**Exercise goal:** Search the data for the string "numbers", and report each line where it is found.

**Data for the task:**

|---|

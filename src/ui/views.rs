use eframe::egui::{self, RichText, ScrollArea, Ui};
use egui_extras::{Column, TableBuilder};

use crate::data::aggregate;
use crate::data::model::{columns, Dataset, Record, Value};
use crate::state::{AppState, View};
use crate::ui::charts;

// ---------------------------------------------------------------------------
// Central panel – page dispatch
// ---------------------------------------------------------------------------

pub fn central_panel(ui: &mut Ui, state: &mut AppState) {
    match state.view {
        View::Overview => overview(ui, state),
        View::Explorer => explorer(ui, state),
        View::Compare => compare(ui, state),
    }
}

fn no_dataset(ui: &mut Ui) {
    ui.centered_and_justified(|ui: &mut Ui| {
        ui.heading("Open a dataset to begin  (File → Open…)");
    });
}

// ---------------------------------------------------------------------------
// Overview – headline numbers and full-table distributions
// ---------------------------------------------------------------------------

fn overview(ui: &mut Ui, state: &AppState) {
    let Some(ds) = &state.dataset else {
        no_dataset(ui);
        return;
    };

    ScrollArea::vertical()
        .auto_shrink([false, false])
        .show(ui, |ui: &mut Ui| {
            ui.heading("Car Dashboard — Overview");
            ui.label("Explore the cars dataset: headline numbers, data gaps, and distributions.");
            ui.separator();

            let everything: Vec<usize> = (0..ds.len()).collect();

            ui.horizontal(|ui: &mut Ui| {
                stat_tile(ui, "Cars", ds.len().to_string());
                stat_tile(ui, "Columns", ds.column_names.len().to_string());
                stat_tile(ui, "Companies", distinct_count(ds, columns::COMPANY).to_string());
                stat_tile(ui, "Models", distinct_count(ds, columns::MODEL).to_string());
                if let Some(price) = aggregate::mean(ds, &everything, columns::PRICE) {
                    stat_tile(ui, "Mean price", format!("{price:.0}"));
                }
                if let Some(power) = aggregate::mean(ds, &everything, columns::POWER) {
                    stat_tile(ui, "Mean power", format!("{power:.1}"));
                }
            });
            ui.separator();

            let gaps = aggregate::missing_summary(ds);
            if !gaps.is_empty() {
                egui::CollapsingHeader::new(RichText::new("Missing data").strong())
                    .default_open(false)
                    .show(ui, |ui: &mut Ui| {
                        missing_table(ui, &gaps);
                    });
                ui.separator();
            }

            ui.columns(2, |cols: &mut [Ui]| {
                cols[0].strong("Fuel type distribution");
                if column_guard(&mut cols[0], ds, columns::FUEL_TYPE) {
                    let counts = aggregate::value_counts(ds, &everything, columns::FUEL_TYPE);
                    charts::count_bars(&mut cols[0], "overview_fuel", &counts, "fuel type");
                }

                cols[1].strong("Drivetrain distribution");
                if column_guard(&mut cols[1], ds, columns::DRIVETRAIN) {
                    let counts = aggregate::value_counts(ds, &everything, columns::DRIVETRAIN);
                    charts::count_bars(&mut cols[1], "overview_drivetrain", &counts, "drivetrain");
                }
            });
            ui.add_space(8.0);

            ui.strong("Top companies by variant count");
            if column_guard(ui, ds, columns::COMPANY) {
                let mut counts = aggregate::value_counts(ds, &everything, columns::COMPANY);
                counts.truncate(10);
                let entries: Vec<(String, f64)> = counts
                    .iter()
                    .map(|(v, n)| (v.to_string(), *n as f64))
                    .collect();
                charts::ranking_bars(ui, "overview_companies", &entries);
            }
        });
}

// ---------------------------------------------------------------------------
// Explorer – filtered distributions, rankings, and the matching rows
// ---------------------------------------------------------------------------

fn explorer(ui: &mut Ui, state: &AppState) {
    let Some(ds) = &state.dataset else {
        no_dataset(ui);
        return;
    };

    ui.heading("Cars Explorer");

    let view = &state.visible_indices;
    if view.is_empty() {
        ui.colored_label(
            ui.visuals().warn_fg_color,
            "No cars match the current filters.",
        );
        return;
    }

    ScrollArea::vertical()
        .auto_shrink([false, false])
        .show(ui, |ui: &mut Ui| {
            ui.label(format!("{} cars in the current selection.", view.len()));
            ui.separator();

            ui.columns(2, |cols: &mut [Ui]| {
                cols[0].strong("Fuel type distribution");
                if column_guard(&mut cols[0], ds, columns::FUEL_TYPE) {
                    let counts = aggregate::value_counts(ds, view, columns::FUEL_TYPE);
                    charts::count_bars(&mut cols[0], "explorer_fuel", &counts, "fuel type");
                }

                cols[1].strong("Drivetrain distribution");
                if column_guard(&mut cols[1], ds, columns::DRIVETRAIN) {
                    let counts = aggregate::value_counts(ds, view, columns::DRIVETRAIN);
                    charts::count_bars(&mut cols[1], "explorer_drivetrain", &counts, "drivetrain");
                }
            });
            ui.add_space(8.0);

            ui.columns(2, |cols: &mut [Ui]| {
                cols[0].strong("Mean price by fuel type");
                if column_guard(&mut cols[0], ds, columns::FUEL_TYPE)
                    && column_guard(&mut cols[0], ds, columns::PRICE)
                {
                    let means = aggregate::grouped_mean(ds, view, columns::FUEL_TYPE, columns::PRICE);
                    let mut entries: Vec<(String, f64)> = means
                        .iter()
                        .map(|(k, v)| (k.to_string(), *v))
                        .collect();
                    entries.sort_by(|a, b| b.1.total_cmp(&a.1));
                    charts::mean_bars(&mut cols[0], "explorer_price_fuel", &entries, "price");
                }

                cols[1].strong("Power vs torque");
                if column_guard(&mut cols[1], ds, columns::POWER)
                    && column_guard(&mut cols[1], ds, columns::TORQUE)
                {
                    let points = aggregate::scatter_pairs(ds, view, columns::POWER, columns::TORQUE);
                    charts::scatter(&mut cols[1], "explorer_power_torque", points, "Power", "Torque");
                }
            });
            ui.add_space(8.0);

            ui.strong("Most expensive in selection");
            if column_guard(ui, ds, columns::PRICE) {
                let top = aggregate::top_n_by_column(ds, view, columns::PRICE, 10, true);
                let entries: Vec<(String, f64)> = top
                    .iter()
                    .filter_map(|&i| {
                        let rec = &ds.records[i];
                        rec.numeric(columns::PRICE).map(|p| (record_label(rec), p))
                    })
                    .collect();
                charts::ranking_bars(ui, "explorer_top_price", &entries);
            }
            ui.separator();

            ui.strong("Matching cars");
            preview_table(ui, ds, view);
        });
}

// ---------------------------------------------------------------------------
// Compare – two variants side by side
// ---------------------------------------------------------------------------

fn compare(ui: &mut Ui, state: &mut AppState) {
    ui.heading("Compare Cars");

    let (labels, column_names) = match &state.dataset {
        Some(ds) => (
            ds.records.iter().map(record_label).collect::<Vec<String>>(),
            ds.column_names.clone(),
        ),
        None => {
            no_dataset(ui);
            return;
        }
    };
    if labels.is_empty() {
        ui.label("The dataset has no cars to compare.");
        return;
    }

    ui.label("Pick two variants to see their specifications side by side.");
    ui.add_space(4.0);

    car_picker(ui, "Left car", &labels, &mut state.compare_left);
    car_picker(ui, "Right car", &labels, &mut state.compare_right);
    ui.separator();

    match (state.compare_left, state.compare_right) {
        (Some(left), Some(right)) => {
            if let Some(ds) = &state.dataset {
                compare_table(ui, ds, &column_names, left, right);
            }
        }
        _ => {
            ui.label("Select both cars to compare.");
        }
    }
}

fn car_picker(ui: &mut Ui, label: &str, labels: &[String], pick: &mut Option<usize>) {
    let current = pick
        .and_then(|i| labels.get(i))
        .cloned()
        .unwrap_or_else(|| "—".to_string());
    egui::ComboBox::from_label(label.to_string())
        .selected_text(current)
        .show_ui(ui, |ui: &mut Ui| {
            for (i, name) in labels.iter().enumerate() {
                if ui.selectable_label(*pick == Some(i), name).clicked() {
                    *pick = Some(i);
                }
            }
        });
}

fn compare_table(ui: &mut Ui, ds: &Dataset, column_names: &[String], left: usize, right: usize) {
    let (Some(a), Some(b)) = (ds.records.get(left), ds.records.get(right)) else {
        return;
    };

    TableBuilder::new(ui)
        .striped(true)
        .vscroll(false)
        .column(Column::auto().at_least(140.0))
        .column(Column::remainder())
        .column(Column::remainder())
        .header(20.0, |mut header| {
            header.col(|ui| {
                ui.strong("Specification");
            });
            header.col(|ui| {
                ui.strong(record_label(a));
            });
            header.col(|ui| {
                ui.strong(record_label(b));
            });
        })
        .body(|mut body| {
            for col in column_names {
                body.row(18.0, |mut row| {
                    row.col(|ui| {
                        ui.label(col);
                    });
                    row.col(|ui| {
                        ui.label(a.value(col).to_string());
                    });
                    row.col(|ui| {
                        ui.label(b.value(col).to_string());
                    });
                });
            }
        });
}

// ---------------------------------------------------------------------------
// Shared helpers
// ---------------------------------------------------------------------------

/// "Company Model Variant" from whichever parts are present.
fn record_label(rec: &Record) -> String {
    let parts: Vec<String> = [columns::COMPANY, columns::MODEL, columns::VARIANT]
        .into_iter()
        .filter_map(|col| rec.present(col))
        .map(Value::to_string)
        .collect();
    if parts.is_empty() {
        "(unnamed)".to_string()
    } else {
        parts.join(" ")
    }
}

fn distinct_count(ds: &Dataset, column: &str) -> usize {
    ds.unique_values.get(column).map_or(0, |vals| vals.len())
}

/// Presence check for a chart's column; renders the skip warning itself.
fn column_guard(ui: &mut Ui, ds: &Dataset, column: &str) -> bool {
    if ds.has_column(column) {
        true
    } else {
        ui.colored_label(
            ui.visuals().warn_fg_color,
            format!("Column \"{column}\" not found in the dataset — chart skipped."),
        );
        false
    }
}

fn stat_tile(ui: &mut Ui, label: &str, value: String) {
    ui.group(|ui: &mut Ui| {
        ui.vertical(|ui: &mut Ui| {
            ui.label(RichText::new(label).small().weak());
            ui.label(RichText::new(value).heading());
        });
    });
}

fn missing_table(ui: &mut Ui, gaps: &[(String, f64)]) {
    TableBuilder::new(ui)
        .striped(true)
        .vscroll(false)
        .column(Column::auto().at_least(140.0))
        .column(Column::remainder())
        .header(20.0, |mut header| {
            header.col(|ui| {
                ui.strong("Column");
            });
            header.col(|ui| {
                ui.strong("Missing");
            });
        })
        .body(|mut body| {
            for (col, fraction) in gaps {
                body.row(18.0, |mut row| {
                    row.col(|ui| {
                        ui.label(col);
                    });
                    row.col(|ui| {
                        ui.label(format!("{:.1}%", fraction * 100.0));
                    });
                });
            }
        });
}

const PREVIEW_ROWS: usize = 100;

fn preview_table(ui: &mut Ui, ds: &Dataset, indices: &[usize]) {
    let shown = indices.len().min(PREVIEW_ROWS);

    TableBuilder::new(ui)
        .striped(true)
        .vscroll(false)
        .columns(Column::auto().at_least(70.0), ds.column_names.len())
        .header(20.0, |mut header| {
            for col in &ds.column_names {
                header.col(|ui| {
                    ui.strong(col);
                });
            }
        })
        .body(|body| {
            body.rows(18.0, shown, |mut row| {
                let rec = &ds.records[indices[row.index()]];
                for col in &ds.column_names {
                    row.col(|ui| {
                        ui.label(rec.value(col).to_string());
                    });
                }
            });
        });

    if indices.len() > PREVIEW_ROWS {
        ui.label(format!(
            "Showing first {PREVIEW_ROWS} of {} matching cars.",
            indices.len()
        ));
    }
}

|---|

**Expected answer:**
// Overview – headline numbers and full-table distributions
            ui.label("Explore the cars dataset: headline numbers, data gaps, and distributions.");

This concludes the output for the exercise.